After the news circulated that AT&T expressed its interest to buy Time Warner at $85 billion price tag, Wall Street responded by weakening the share values of both companies.

Time Warner share value dropped by 2.2 percent to $87.52 while AT&T fell 1.5 percent to $36.91, according to The Wall Street Journal report.

The supposed merger of Time Warner and AT&T was met with objections and criticisms by media, lawmakers, politicians and market analysts.

Republican presidential nominee Donald Trump called for a review on the proposed deal as it could accordingly hurt consumers when media influence is concentrated into one company.

On the other hand, in an article at LA Times, Micheal Hiltzik said the two companies are so beleaguered by changes in their core businesses that their only path to survival is a merger so they can keep their fleeing customers corralled.

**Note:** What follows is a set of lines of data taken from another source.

impl LatestRecord for InterfaceState {
    const KIND: EntityKind = EntityKind::Interface;

    fn key(&self) -> &str {
        &self.name
    }

    fn select(conn: &Connection, key: &str) -> SqlResult<Option<Self>> {
        conn.query_row(
            &format!("{} WHERE name = ?1", INTERFACE_SELECT),
            params![key],
            interface_from_row,
        )
        .optional()
    }

    fn select_all(conn: &Connection) -> SqlResult<Vec<Self>> {
        let mut stmt = conn.prepare(&format!("{} ORDER BY name", INTERFACE_SELECT))?;
        let rows = stmt.query_map([], interface_from_row)?.collect();
        rows
    }

    fn write(&self, conn: &Connection) -> Result<(), DbError> {
        let transitions = serde_json::to_string(&self.flap.recent_transitions)?;
        let c = &self.counters;
        conn.execute(
            "INSERT INTO interfaces (name, description, status, capacity_bps, in_bps, out_bps,
                in_pps, out_pps, errors_in, errors_out, discards_in, discards_out,
                utilization_in, utilization_out, last_state_change, last_updated, created_at,
                recent_transitions, flap_alerted, error_breached, counters_seen)
             VALUES (?1, ?2, ?3, ?4, ?5, ?6, ?7, ?8, ?9, ?10, ?11, ?12, ?13, ?14, ?15, ?16, ?17, ?18, ?19, ?20, ?21)
             ON CONFLICT(name) DO UPDATE SET
                description=excluded.description, status=excluded.status,
                capacity_bps=excluded.capacity_bps, in_bps=excluded.in_bps, out_bps=excluded.out_bps,
                in_pps=excluded.in_pps, out_pps=excluded.out_pps,
                errors_in=excluded.errors_in, errors_out=excluded.errors_out,
                discards_in=excluded.discards_in, discards_out=excluded.discards_out,
                utilization_in=excluded.utilization_in, utilization_out=excluded.utilization_out,
                last_state_change=excluded.last_state_change, last_updated=excluded.last_updated,
                recent_transitions=excluded.recent_transitions, flap_alerted=excluded.flap_alerted,
                error_breached=excluded.error_breached, counters_seen=excluded.counters_seen",
            params![
                self.name,
                self.description,
                self.status.as_str(),
                c.capacity_bps as i64,
                c.in_bps as i64,
                c.out_bps as i64,
                c.in_pps as i64,
                c.out_pps as i64,
                c.errors_in as i64,
                c.errors_out as i64,
                c.discards_in as i64,
                c.discards_out as i64,
                self.utilization_in,
                self.utilization_out,
                fmt_time(self.last_state_change),
                fmt_time(self.last_updated),
                fmt_time(self.created_at),
                transitions,
                self.flap.alerted,
                self.error_breached,
                self.counters_seen,
            ],
        )?;
        Ok(())
    }
}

He said the deal would put Time Warner's competitors at a disadvantaged end in getting their products to AT&T.

"It's obvious that this goal can be reached most effectively by making Time Warner content load faster and in better quality than rival offerings," wrote Hiltzik.

For his part, Todd O'Boyle, director of the Media and Democracy Project at Common Cause, said the deal offers no guaranty of lowering consumer costs while increasing their product choices.

"The sorry history of mega-mergers shows they run roughshod over the public interest. Further entrenching monopoly harms innovation and drives up prices for consumers," he pointed out.

AT&T is a premier provider of pay TV in the U.S., the second-largest wireless company and third-largest broadband provider in the country while Time Warner is one of the nation's largest content companies, the owner of CNN, HBO and Warner Bros., among others.